Où en sommes-nous 40 ans plus tard ? Les connaissances médicales acquises ces dernières années montrent que la maladie psychique, en général, n’augmente pas le risque de comportement violent.3 Certaines pathologies spécifiques, notamment les troubles graves de la personnalité et la dépendance à l’alcool, favorisent pourtant les passages à l’acte hétéro-agressifs. Il en va de même des troubles délirants fortement enkystés, de certaines déviations sexuelles et des états maniaques. L’association entre schizophrénie et toxicodépendance est à surveiller tout particulièrement, avec un risque de passage à l’acte violent multiplié par vingt comparé à la population générale.4 Les abus de substances jouent un rôle prépondérant relatif au trouble mental proprement dit. Ils constituent un déterminant majeur de violence, même en l’absence de trouble mental concomitant. Chez les patients psychotiques, la non-adhésion au traitement médicamenteux est aussi un facteur prédictif important.5
Si la dangerosité des personnes souffrant de troubles psychiques n’est que faiblement augmentée par rapport à la population générale, plusieurs travaux ont démontré en revanche que les patients psychiatriques sont ressentis comme franchement dangereux par la communauté. Cette crainte excessive est attribuable en partie à la stigmatisation de la maladie mentale.6 Il n’est pas inutile de rappeler à cette occasion que les patients psychiatriques graves sont bien plus souvent victimes qu’auteurs de violences.7 La perception de la dangerosité d’une personne est fortement dépendante du contexte et est empreinte de subjectivité. S’agissant d’un malade psychiatrique, l’acte ressenti comme dangereux est un acte de violence caractérisé par sa gravité, sa soudaineté, son imprévisibilité, ses répercussions sur l’entourage et son risque de répétition.8 Le vécu de dangerosité est renforcé par les drames qui secouent périodiquement l’opinion publique, en Suisse comme à l’étranger. Ces événements entraînent une défiance de la population vis-à-vis des psychiatres, qu’ils soient experts ou thérapeutes.8
Rappelons quelques définitions indispensables pour aborder le concept de dangerosité.9 Le danger caractérise ce qui constitue une menace au sens large. Le danger est source potentielle d’un dommage pour l’homme, ses biens et son environnement. Le terme de dangerosité est d’un usage plus récent mais désormais extrêmement répandu dans les médias et le discours politique autour de la sécurité.
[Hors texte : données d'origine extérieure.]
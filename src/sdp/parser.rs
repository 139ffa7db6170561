use std::str::FromStr;
use std::time::SystemTime;

use crate::id::{Pt, Ssrc};
use crate::util::{ntp_to_time, Pii};

use super::data::*;
use super::error::{ErrorKind, SdpError};
use super::stream::TokenStream;
use super::token::{AttributeKind, FieldKind, Token, TokenKind};

/// Where we are in the document. Only ever moves forward.
#[derive(Debug, Clone, Copy, PartialEq, Eq)]
enum Section {
    /// Before the first t= line.
    Session,
    /// After the first t= line, before the first m= line.
    Time,
    /// After an m= line.
    Media,
}

impl Section {
    fn name(&self) -> &'static str {
        match self {
            Section::Session => "session",
            Section::Time => "time",
            Section::Media => "media",
        }
    }
}

/// Why a field handler stopped before finishing its line.
enum Interrupt {
    /// The lexer gave up on the line. Drop it and carry on.
    Lexical(Token),
    /// The line doesn't fit the grammar. Stop the parse.
    Fatal(ErrorKind),
}

impl From<ErrorKind> for Interrupt {
    fn from(v: ErrorKind) -> Self {
        Interrupt::Fatal(v)
    }
}

type Step<T = ()> = Result<T, Interrupt>;

/// Builds a [`Data`] from a token stream.
///
/// Each field handler reads its whole line into locals and only writes to the
/// document once the line end is seen. A line that is interrupted leaves no
/// trace in the document.
pub(crate) struct SdpParser<'s, 'a> {
    tokens: &'s mut TokenStream<'a>,
    data: Data,
    section: Section,
}
//! SDP lexer, parser, document and writer.

mod data;
pub use data::{Attribute, Bandwidth, Candidate, CandidateKind, Connection, Data};
pub use data::{Encryption, Fingerprint, IceCreds, Media, MediaType, Origin, Rtp};
pub use data::{SsrcGroup, Timing};

mod error;
pub use error::{ErrorKind, SdpError};

mod lexer;
pub use lexer::{lex, Lexer};

mod parser;
pub(crate) use parser::SdpParser;

mod stream;
pub(crate) use stream::with_token_stream;

mod token;
pub use token::{AttributeKind, FieldKind, Token, TokenKind};

mod writer;
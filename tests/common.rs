#![allow(unused)]
use std::sync::Once;

pub fn init_log() {
    use tracing_subscriber::{fmt, prelude::*, EnvFilter};

    let env_filter = EnvFilter::try_from_default_env().unwrap_or_else(|_| EnvFilter::new("debug"));

    static START: Once = Once::new();

    START.call_once(|| {
        tracing_subscriber::registry()
            .with(fmt::layer())
            .with(env_filter)
            .init();
    });
}

/// RFC 4566 style offer with two RTP media.
pub const OK01: &str = "v=0\r\n\
    o=jdoe 2890844526 2890842807 IN IP4 10.47.16.5\r\n\
    s=-\r\n\
    t=0 0\r\n\
    c=IN IP4 192.0.2.4\r\n\
    m=audio 49170 RTP/AVP 0 8 97\r\n\
    a=rtpmap:0 PCMU/8000\r\n\
    a=rtpmap:8 PCMA/8000\r\n\
    a=rtpmap:97 iLBC/8000\r\n\
    m=video 51372 RTP/AVP 31 32\r\n\
    a=rtpmap:31 H261/90000\r\n\
    a=rtpmap:32 MPV/90000\r\n";

/// WebRTC offer with ICE, fingerprint, candidates and format parameters.
pub const OK02: &str = "v=0\r\n\
    o=- 4611731400430051336 2 IN IP4 127.0.0.1\r\n\
    s=-\r\n\
    t=0 0\r\n\
    a=ice-ufrag:F7gI\r\n\
    a=ice-pwd:x9cml/YzichV2+XlhiMu8g\r\n\
    a=fingerprint:sha-256 D2:FA:0E:C3:22:59:5E:14:95:69:92:3D:13:B4:84:24:2C:C2:A2:C0:3E:FD:34:8E:5E:EA:6F:AF:52:CE:E6:0F\r\n\
    m=audio 9 UDP/TLS/RTP/SAVPF 111 0\r\n\
    c=IN IP4 0.0.0.0\r\n\
    a=rtpmap:111 opus/48000/2\r\n\
    a=fmtp:111 minptime=10;useinbandfec=1\r\n\
    a=rtpmap:0 PCMU/8000\r\n\
    a=candidate:1 1 UDP 2130706431 10.0.1.1 8998 typ host\r\n\
    a=candidate:2 1 UDP 1694498815 192.0.2.3 45664 typ srflx raddr 10.0.1.1 rport 8998\r\n\
    a=end-of-candidates\r\n\
    m=video 9 UDP/TLS/RTP/SAVPF 96 97\r\n\
    a=rtpmap:96 VP8/90000\r\n\
    a=rtcp-fb:96 nack pli\r\n\
    a=rtpmap:97 rtx/90000\r\n\
    a=fmtp:97 apt=96\r\n\
    a=ssrc-group:FID 100 200\r\n\
    a=sendrecv\r\n";

pub const FIREFOX_OFFER: &str = "v=0\r\n\
    o=mozilla...THIS_IS_SDPARTA-84.0 9033133899747520364 1 IN IP4 0.0.0.0\r\n\
    s=-\r\n\
    t=0 0\r\n\
    a=fingerprint:sha-256 AE:DC:49:AE:CA:55:35:CB:4E:FA:FE:70:99:30:C0:14:C3:B8:06:80:1F:A9:DA:9A:7C:FB:B7:20:AB:83:60:45\r\n\
    a=group:BUNDLE 0\r\n\
    a=ice-options:trickle\r\n\
    a=msid-semantic:WMS *\r\n\
    m=audio 9 UDP/TLS/RTP/SAVPF 109 9 0 8 101\r\n\
    c=IN IP4 0.0.0.0\r\n\
    a=sendonly\r\n\
    a=extmap:1 urn:ietf:params:rtp-hdrext:ssrc-audio-level\r\n\
    a=extmap:2/recvonly urn:ietf:params:rtp-hdrext:csrc-audio-level\r\n\
    a=extmap:3 urn:ietf:params:rtp-hdrext:sdes:mid\r\n\
    a=fmtp:109 maxplaybackrate=48000;stereo=1;useinbandfec=1\r\n\
    a=fmtp:101 0-15\r\n\
    a=ice-pwd:cd25258044061ec2ecc73378eb3dc6a3\r\n\
    a=ice-ufrag:c1e284ad\r\n\
    a=mid:0\r\n\
    a=msid:- {5c7f12e5-b4bd-7142-9a06-2885a2d1cb66}\r\n\
    a=rtcp-mux\r\n\
    a=rtpmap:109 opus/48000/2\r\n\
    a=rtpmap:9 G722/8000/1\r\n\
    a=rtpmap:0 PCMU/8000\r\n\
    a=rtpmap:8 PCMA/8000\r\n\
    a=rtpmap:101 telephone-event/8000/1\r\n\
    a=setup:actpass\r\n\
    a=ssrc:1481683531 cname:{326ec0d2-d1ae-974c-b1ad-aea85cdfa0ad}\r\n";

pub const CHROME_OFFER: &str = "v=0\r\n\
    o=- 5058682828002148772 3 IN IP4 127.0.0.1\r\n\
    s=-\r\n\
    t=0 0\r\n\
    a=group:BUNDLE 0 1\r\n\
    a=msid-semantic: WMS 5UUdwiuY7OML2EkQtF38pJtNP5v7In1LhjEK\r\n\
    m=audio 9 UDP/TLS/RTP/SAVPF 111 9 0 8 126\r\n\
    c=IN IP4 0.0.0.0\r\n\
    a=rtcp:9 IN IP4 0.0.0.0\r\n\
    a=ice-ufrag:S5hk\r\n\
    a=ice-pwd:0zV/Yu3y8aDzbHgqWhnVQhqP\r\n\
    a=ice-options:trickle\r\n\
    a=fingerprint:sha-256 8C:64:ED:03:76:D0:3D:B4:88:08:91:64:08:80:A8:C6:5A:BF:8B:4E:38:27:96:CA:08:49:25:73:46:60:20:DC\r\n\
    a=setup:actpass\r\n\
    a=mid:0\r\n\
    a=extmap:1 urn:ietf:params:rtp-hdrext:ssrc-audio-level\r\n\
    a=extmap:3 http://www.ietf.org/id/draft-holmer-rmcat-transport-wide-cc-extensions-01\r\n\
    a=sendrecv\r\n\
    a=msid:5UUdwiuY7OML2EkQtF38pJtNP5v7In1LhjEK f78dde68-7055-4e20-bb37-433803dd1ed1\r\n\
    a=rtcp-mux\r\n\
    a=rtpmap:111 opus/48000/2\r\n\
    a=rtcp-fb:111 transport-cc\r\n\
    a=fmtp:111 minptime=10;useinbandfec=1\r\n\
    a=rtpmap:9 G722/8000\r\n\
    a=rtpmap:0 PCMU/8000\r\n\
    a=rtpmap:8 PCMA/8000\r\n\
    a=rtpmap:126 telephone-event/8000\r\n\
    a=ssrc:3948621874 cname:xeXs3aE9AOBn00yJ\r\n\
    a=ssrc:3948621874 msid:5UUdwiuY7OML2EkQtF38pJtNP5v7In1LhjEK f78dde68-7055-4e20-bb37-433803dd1ed1\r\n\
    m=video 9 UDP/TLS/RTP/SAVPF 96 97 125\r\n\
    c=IN IP4 0.0.0.0\r\n\
    a=ice-ufrag:S5hk\r\n\
    a=ice-pwd:0zV/Yu3y8aDzbHgqWhnVQhqP\r\n\
    a=mid:1\r\n\
    a=sendrecv\r\n\
    a=rtcp-mux\r\n\
    a=rtcp-rsize\r\n\
    a=rtpmap:96 VP8/90000\r\n\
    a=rtcp-fb:96 goog-remb\r\n\
    a=rtcp-fb:96 transport-cc\r\n\
    a=rtcp-fb:96 ccm fir\r\n\
    a=rtcp-fb:96 nack\r\n\
    a=rtcp-fb:96 nack pli\r\n\
    a=rtpmap:97 rtx/90000\r\n\
    a=fmtp:97 apt=96\r\n\
    a=rtpmap:125 H264/90000\r\n\
    a=rtcp-fb:125 nack\r\n\
    a=fmtp:125 level-asymmetry-allowed=1;packetization-mode=1;profile-level-id=42e01f\r\n\
    a=ssrc-group:FID 2404235415 3890588016\r\n\
    a=ssrc:2404235415 cname:xeXs3aE9AOBn00yJ\r\n\
    a=ssrc:2404235415 msid:5UUdwiuY7OML2EkQtF38pJtNP5v7In1LhjEK 9a6e4d1c\r\n\
    a=ssrc:3890588016 cname:xeXs3aE9AOBn00yJ\r\n\
    a=ssrc:3890588016 msid:5UUdwiuY7OML2EkQtF38pJtNP5v7In1LhjEK 9a6e4d1c\r\n\
    a=candidate:3322296962 1 udp 2122260223 192.168.1.23 52771 typ host generation 0 network-id 1\r\n\
    a=candidate:1545634038 1 tcp 1518280447 192.168.1.23 9 typ host tcptype active generation 0 network-id 1\r\n";

pub const DATA_CHANNEL: &str = "v=0\r\n\
    o=- 4611516372927609806 2 IN IP4 127.0.0.1\r\n\
    s=-\r\n\
    t=0 0\r\n\
    a=group:BUNDLE 0\r\n\
    m=application 9 UDP/DTLS/SCTP webrtc-datachannel\r\n\
    c=IN IP4 0.0.0.0\r\n\
    a=ice-ufrag:kLuo\r\n\
    a=ice-pwd:ObfZ6BwW2FeNmo1BvyXpe2c3\r\n\
    a=fingerprint:sha-256 4F:8C:6E:64:2A:34:01:3D:6C:0A:AB:8C:B3:47:9C:31:D2:24:D4:B3:F3:B1:7A:7A:11:92:DA:A6:C4:60:5E:EC\r\n\
    a=setup:actpass\r\n\
    a=mid:0\r\n\
    a=sctp-port:5000\r\n\
    a=max-message-size:262144\r\n";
La dangerosité représente le caractère dangereux de quelque chose ou de quelqu’un, elle est donc liée à la probabilité de passage à l’acte délictueux ou criminel lorsqu’il s’agit de personnes. Le risque est rattaché à une situation plutôt qu’à un individu. C’est la possibilité de survenue d’un fait considéré comme non désirable. La notion de risque combine deux éléments distincts : les conséquences d’un événement et sa probabilité d’occurrence. L’action visant à diminuer la probabilité de survenue d’un dommage est du registre de la sécurité ou de la sécurisation.9
L’évaluation clinique non structurée de la dangerosité a montré ses limites et ses résultats sur le plan prédictif sont médiocres, même si le clinicien est expérimenté. La fiabilité interjuges est faible. A partir des années 1990, des études ont permis d’affiner les facteurs prédictifs. Sur la base des résultats de ces travaux, des instruments structurés d’évaluation du risque, ou échelles actuarielles, ont été mis au point.10 Ces instruments fournissent une estimation probabiliste sur un laps de temps donné. La plupart sont conçus pour permettre de catégoriser le niveau de risque en faible, moyen ou élevé. Ces instruments sont meilleurs que l’évaluation clinique non structurée, mais ils présentent aussi des limites et des inconvénients. Premièrement, si le résultat de l’évaluation a bien une valeur statistique, il reste faiblement prédictif pour un individu donné. En d’autres termes, nous sommes face à un phénomène statistiquement prédictible mais imprévisible dans sa singularité.11 Ceci implique qu’il est illusoire et même délétère de prendre des décisions de justice sur la seule base d’un score obtenu par l’intéressé. Deuxièmement, ces instruments comportent des facteurs statiques, comme l’âge au moment du premier délit, et des facteurs dynamiques, comme les fantasmes de violence ou les symptômes psychiatriques actuels. Plus on considère de facteurs statiques, moins on aura de changements possibles dans le temps. Une éventuelle évolution consécutive à la prise en charge sera plus difficile à mettre en évidence. Il existe en tout environ 150 instruments d’évaluation du risque et leur utilisation gagne du terrain, y compris dans les pays émergents. La plupart de ces instruments nécessitent une formation spécifique pour être utilisés à bon escient. Dans une récente méta-analyse des données à disposition, Fazel et coll. concluent que leur validité est variable et que, globalement, ces outils ne sont pas suffisamment fiables pour servir de base décisionnelle lorsqu’il s’agit de probation, de remise en liberté, ou d’une modification importante du régime de détention d’un condamné. Ils notent que la valeur prédictive positive (Positive Predictive Value, PPV) est médiocre. Statistiquement, cela s’explique en grande partie par la faible fréquence des événements graves (meurtres, violences graves) visés par l’évaluation. En revanche, ces instruments identifient de manière satisfaisante les individus à bas risque de passage à l’acte.12
Il est certain que la prise en charge de la dangerosité ne peut relever de la psychiatrie seule. Aspects socio-économiques, criminologiques et psychologiques sont complémentaires et tout aussi importants. Les facteurs principaux intervenant dans l’évaluation de la dangerosité sont résumés dans le tableau 1.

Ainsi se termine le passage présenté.